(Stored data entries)
>>>>

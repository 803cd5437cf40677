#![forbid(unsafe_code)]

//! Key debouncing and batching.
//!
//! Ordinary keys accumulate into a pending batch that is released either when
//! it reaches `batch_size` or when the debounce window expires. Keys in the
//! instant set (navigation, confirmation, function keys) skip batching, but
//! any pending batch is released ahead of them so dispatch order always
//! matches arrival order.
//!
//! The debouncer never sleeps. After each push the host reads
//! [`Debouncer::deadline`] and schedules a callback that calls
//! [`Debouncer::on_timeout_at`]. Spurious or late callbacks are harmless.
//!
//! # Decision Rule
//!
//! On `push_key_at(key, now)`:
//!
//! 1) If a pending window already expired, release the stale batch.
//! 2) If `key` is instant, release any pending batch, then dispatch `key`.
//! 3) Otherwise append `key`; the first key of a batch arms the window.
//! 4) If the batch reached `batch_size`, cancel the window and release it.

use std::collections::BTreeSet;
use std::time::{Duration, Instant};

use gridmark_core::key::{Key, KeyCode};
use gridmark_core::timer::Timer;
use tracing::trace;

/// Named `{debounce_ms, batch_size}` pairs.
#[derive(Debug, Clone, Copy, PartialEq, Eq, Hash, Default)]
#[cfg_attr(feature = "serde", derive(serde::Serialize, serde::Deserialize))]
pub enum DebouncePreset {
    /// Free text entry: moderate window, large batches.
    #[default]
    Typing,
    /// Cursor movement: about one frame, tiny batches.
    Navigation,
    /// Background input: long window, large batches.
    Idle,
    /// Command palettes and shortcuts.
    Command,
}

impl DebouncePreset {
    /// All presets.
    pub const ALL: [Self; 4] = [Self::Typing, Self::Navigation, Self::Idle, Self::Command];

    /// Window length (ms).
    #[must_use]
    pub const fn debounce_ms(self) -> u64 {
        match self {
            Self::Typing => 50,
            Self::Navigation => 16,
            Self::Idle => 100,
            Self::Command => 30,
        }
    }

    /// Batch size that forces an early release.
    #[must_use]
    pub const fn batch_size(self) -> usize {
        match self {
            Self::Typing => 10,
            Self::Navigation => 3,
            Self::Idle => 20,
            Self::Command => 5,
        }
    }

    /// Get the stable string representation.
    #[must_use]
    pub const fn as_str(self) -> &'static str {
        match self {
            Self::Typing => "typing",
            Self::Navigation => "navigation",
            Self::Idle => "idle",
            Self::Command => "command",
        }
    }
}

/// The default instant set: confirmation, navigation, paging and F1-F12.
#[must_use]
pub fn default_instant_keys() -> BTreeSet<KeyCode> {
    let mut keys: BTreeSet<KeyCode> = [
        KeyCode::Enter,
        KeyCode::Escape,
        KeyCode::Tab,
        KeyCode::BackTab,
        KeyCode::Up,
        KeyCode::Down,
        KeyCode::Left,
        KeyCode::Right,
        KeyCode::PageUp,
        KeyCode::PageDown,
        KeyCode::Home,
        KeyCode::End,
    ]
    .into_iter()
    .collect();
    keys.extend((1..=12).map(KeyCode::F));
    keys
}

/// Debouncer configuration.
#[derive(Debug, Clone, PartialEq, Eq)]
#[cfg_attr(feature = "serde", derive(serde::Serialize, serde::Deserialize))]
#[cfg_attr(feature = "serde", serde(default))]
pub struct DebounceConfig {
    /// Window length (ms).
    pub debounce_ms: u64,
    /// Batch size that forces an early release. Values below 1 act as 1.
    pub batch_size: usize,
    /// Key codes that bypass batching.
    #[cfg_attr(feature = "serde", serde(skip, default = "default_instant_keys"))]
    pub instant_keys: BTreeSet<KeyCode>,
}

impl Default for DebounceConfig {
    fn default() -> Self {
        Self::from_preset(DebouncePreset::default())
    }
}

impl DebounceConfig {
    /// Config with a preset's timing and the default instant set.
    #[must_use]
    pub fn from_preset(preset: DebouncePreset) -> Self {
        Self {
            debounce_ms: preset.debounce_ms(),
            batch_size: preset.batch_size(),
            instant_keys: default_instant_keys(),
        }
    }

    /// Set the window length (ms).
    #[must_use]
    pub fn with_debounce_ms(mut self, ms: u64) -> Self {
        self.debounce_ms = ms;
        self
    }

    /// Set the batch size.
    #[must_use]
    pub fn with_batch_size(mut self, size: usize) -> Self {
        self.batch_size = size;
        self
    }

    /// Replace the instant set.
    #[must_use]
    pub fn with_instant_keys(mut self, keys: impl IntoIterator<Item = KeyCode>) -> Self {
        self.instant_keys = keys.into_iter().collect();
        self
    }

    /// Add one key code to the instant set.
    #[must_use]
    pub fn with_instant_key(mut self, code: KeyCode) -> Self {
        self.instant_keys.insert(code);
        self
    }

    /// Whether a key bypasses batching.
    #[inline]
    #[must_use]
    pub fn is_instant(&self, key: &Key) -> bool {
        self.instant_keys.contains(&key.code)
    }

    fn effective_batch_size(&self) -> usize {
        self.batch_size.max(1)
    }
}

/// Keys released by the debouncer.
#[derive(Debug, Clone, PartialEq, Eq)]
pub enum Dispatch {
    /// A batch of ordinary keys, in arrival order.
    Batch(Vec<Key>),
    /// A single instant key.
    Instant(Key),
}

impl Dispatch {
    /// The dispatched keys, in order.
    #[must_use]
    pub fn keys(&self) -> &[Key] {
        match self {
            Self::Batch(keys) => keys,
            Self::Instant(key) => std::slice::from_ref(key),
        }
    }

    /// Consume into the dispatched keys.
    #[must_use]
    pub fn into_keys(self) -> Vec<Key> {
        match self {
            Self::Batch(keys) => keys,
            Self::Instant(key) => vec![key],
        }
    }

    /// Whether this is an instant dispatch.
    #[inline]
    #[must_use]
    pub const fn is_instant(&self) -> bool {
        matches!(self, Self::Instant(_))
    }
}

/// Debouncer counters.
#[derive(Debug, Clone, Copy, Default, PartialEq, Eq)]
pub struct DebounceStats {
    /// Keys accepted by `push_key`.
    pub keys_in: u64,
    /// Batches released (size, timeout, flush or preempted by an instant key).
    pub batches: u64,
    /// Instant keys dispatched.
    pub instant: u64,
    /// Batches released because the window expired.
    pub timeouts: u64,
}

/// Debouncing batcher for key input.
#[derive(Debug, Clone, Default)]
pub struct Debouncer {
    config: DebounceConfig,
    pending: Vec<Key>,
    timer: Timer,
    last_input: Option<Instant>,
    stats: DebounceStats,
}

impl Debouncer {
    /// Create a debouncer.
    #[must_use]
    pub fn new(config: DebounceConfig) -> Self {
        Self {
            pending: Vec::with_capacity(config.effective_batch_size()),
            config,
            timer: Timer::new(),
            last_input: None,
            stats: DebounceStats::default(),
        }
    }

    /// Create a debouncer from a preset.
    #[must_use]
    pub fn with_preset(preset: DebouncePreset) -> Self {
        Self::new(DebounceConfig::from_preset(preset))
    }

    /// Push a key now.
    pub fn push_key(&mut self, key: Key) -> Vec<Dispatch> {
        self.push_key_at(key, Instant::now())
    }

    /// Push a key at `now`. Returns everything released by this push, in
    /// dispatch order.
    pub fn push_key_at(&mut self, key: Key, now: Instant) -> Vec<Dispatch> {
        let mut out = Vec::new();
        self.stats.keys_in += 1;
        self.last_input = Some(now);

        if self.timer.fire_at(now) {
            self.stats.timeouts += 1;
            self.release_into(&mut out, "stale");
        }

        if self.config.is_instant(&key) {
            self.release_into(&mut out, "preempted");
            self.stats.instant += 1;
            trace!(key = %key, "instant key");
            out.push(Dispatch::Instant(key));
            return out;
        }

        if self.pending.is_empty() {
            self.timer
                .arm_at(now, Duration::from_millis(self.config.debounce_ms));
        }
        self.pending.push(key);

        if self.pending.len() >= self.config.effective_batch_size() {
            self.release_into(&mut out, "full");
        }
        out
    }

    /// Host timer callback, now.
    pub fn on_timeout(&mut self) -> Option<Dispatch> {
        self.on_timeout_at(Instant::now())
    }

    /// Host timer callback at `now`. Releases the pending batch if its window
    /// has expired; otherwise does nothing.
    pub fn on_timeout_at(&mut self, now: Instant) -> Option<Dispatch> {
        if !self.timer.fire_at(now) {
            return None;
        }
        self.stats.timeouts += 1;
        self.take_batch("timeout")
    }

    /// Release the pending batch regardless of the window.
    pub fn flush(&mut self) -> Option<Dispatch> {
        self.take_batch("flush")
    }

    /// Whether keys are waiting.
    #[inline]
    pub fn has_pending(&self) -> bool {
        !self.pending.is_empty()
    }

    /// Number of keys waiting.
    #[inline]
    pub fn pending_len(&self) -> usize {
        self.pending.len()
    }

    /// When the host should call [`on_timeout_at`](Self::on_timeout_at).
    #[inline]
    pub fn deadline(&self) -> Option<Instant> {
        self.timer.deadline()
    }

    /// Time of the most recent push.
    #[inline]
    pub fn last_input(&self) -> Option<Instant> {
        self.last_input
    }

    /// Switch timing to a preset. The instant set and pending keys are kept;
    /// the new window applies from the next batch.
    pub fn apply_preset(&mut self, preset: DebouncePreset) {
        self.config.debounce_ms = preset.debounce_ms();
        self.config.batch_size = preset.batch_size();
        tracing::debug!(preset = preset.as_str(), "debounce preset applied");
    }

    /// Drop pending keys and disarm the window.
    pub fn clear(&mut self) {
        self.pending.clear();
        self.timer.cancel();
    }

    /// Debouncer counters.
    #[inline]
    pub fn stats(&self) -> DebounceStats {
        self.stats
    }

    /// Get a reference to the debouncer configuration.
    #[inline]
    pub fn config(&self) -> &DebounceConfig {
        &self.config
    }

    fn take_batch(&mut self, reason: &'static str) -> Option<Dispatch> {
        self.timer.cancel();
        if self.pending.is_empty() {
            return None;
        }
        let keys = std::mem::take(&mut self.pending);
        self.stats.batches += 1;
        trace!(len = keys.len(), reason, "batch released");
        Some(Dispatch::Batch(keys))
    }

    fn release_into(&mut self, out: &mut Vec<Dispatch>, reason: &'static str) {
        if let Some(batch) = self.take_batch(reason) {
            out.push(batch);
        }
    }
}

<<<<

◆ WHAT THE EXERCISE ASKS ◆
Locate the word "arrival" in the records and collect each line it appears in.

◆ THE COMPLETED TASK ◆
//! matches arrival order.
    /// A batch of ordinary keys, in arrival order.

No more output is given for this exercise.